[Stored data]
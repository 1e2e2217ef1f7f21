//! Records flowing through the pipeline: placed probes, extracted spans,
//! and recovered entries.

/// Default probe delimiter.
pub const DEFAULT_DELIMITER: char = '|';

/// Left curly quote. Used both as a kept trailing mark and as the
/// normalized form of a leading straight quote.
pub const OPENING_QUOTE: char = '\u{201C}';

/// Punctuation kept outside the right delimiter when a replaced word ends
/// with it.
pub const TRAILING_MARKS: [char; 7] = ['.', ',', ':', ';', '!', '?', OPENING_QUOTE];

/// Punctuation re-attached around a probe.
#[derive(Debug, Clone, Copy, Default, PartialEq, Eq)]
pub struct ProbeMarkers {
    pub leading: Option<char>,
    pub trailing: Option<char>,
}

impl ProbeMarkers {
    /// Derive the markers from the word a probe replaces.
    pub fn from_replaced(word: &str) -> Self {
        let leading = word.starts_with('"').then_some(OPENING_QUOTE);
        let trailing = word.chars().last().filter(|c| TRAILING_MARKS.contains(c));
        Self { leading, trailing }
    }
}

/// Where a probe was placed in the editable document.
#[derive(Debug, Clone, Copy, PartialEq, Eq, PartialOrd, Ord, Hash)]
pub struct DocPosition {
    pub chapter: u32,
    /// Index of the paragraph holding the probe.
    pub paragraph: usize,
    /// Index into the chapter's flattened body words.
    pub word: usize,
}

/// A canonical word placed in the document behind delimiters.
#[derive(Debug, Clone, PartialEq, Eq)]
pub struct ProbeToken {
    pub word: String,
    pub position: DocPosition,
    pub markers: ProbeMarkers,
}

impl ProbeToken {
    /// The text written into the document, e.g. `“|Alpha|.`
    pub fn render(&self, delimiter: char) -> String {
        let mut out = String::with_capacity(self.word.len() + 6);
        if let Some(c) = self.markers.leading {
            out.push(c);
        }
        out.push(delimiter);
        out.push_str(&self.word);
        out.push(delimiter);
        if let Some(c) = self.markers.trailing {
            out.push(c);
        }
        out
    }
}

/// A delimited span found in extracted page text.
#[derive(Debug, Clone, PartialEq, Eq)]
pub struct ExtractedToken {
    /// Span contents with all whitespace removed.
    pub text: String,
    /// Physical page number after monotonic correction.
    pub page: u32,
    pub chapter: u32,
    /// 1-based rank of the page within its chapter.
    pub ordinal: usize,
}

/// One row of the output table.
#[derive(Debug, Clone, PartialEq, Eq, Hash)]
#[cfg_attr(feature = "cli", derive(serde::Serialize))]
pub struct RecoveredEntry {
    pub word: String,
    pub page: u32,
    pub chapter: u32,
}

impl RecoveredEntry {
    pub fn new(word: impl Into<String>, page: u32, chapter: u32) -> Self {
        Self {
            word: word.into(),
            page,
            chapter,
        }
    }
}

/// Sort entries by word, then chapter, then page.
pub fn sort_entries(entries: &mut [RecoveredEntry]) {
    entries.sort_by(|a, b| {
        a.word
            .cmp(&b.word)
            .then(a.chapter.cmp(&b.chapter))
            .then(a.page.cmp(&b.page))
    });
}

/// Sort, then drop exact duplicates.
pub fn dedup_entries(entries: &mut Vec<RecoveredEntry>) {
    sort_entries(entries);
    entries.dedup();
}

— Work item —
Reproduce each line from the data that has "kept" in it.

— Exercise solution —
/// Left curly quote. Used both as a kept trailing mark and as the
/// Punctuation kept outside the right delimiter when a replaced word ends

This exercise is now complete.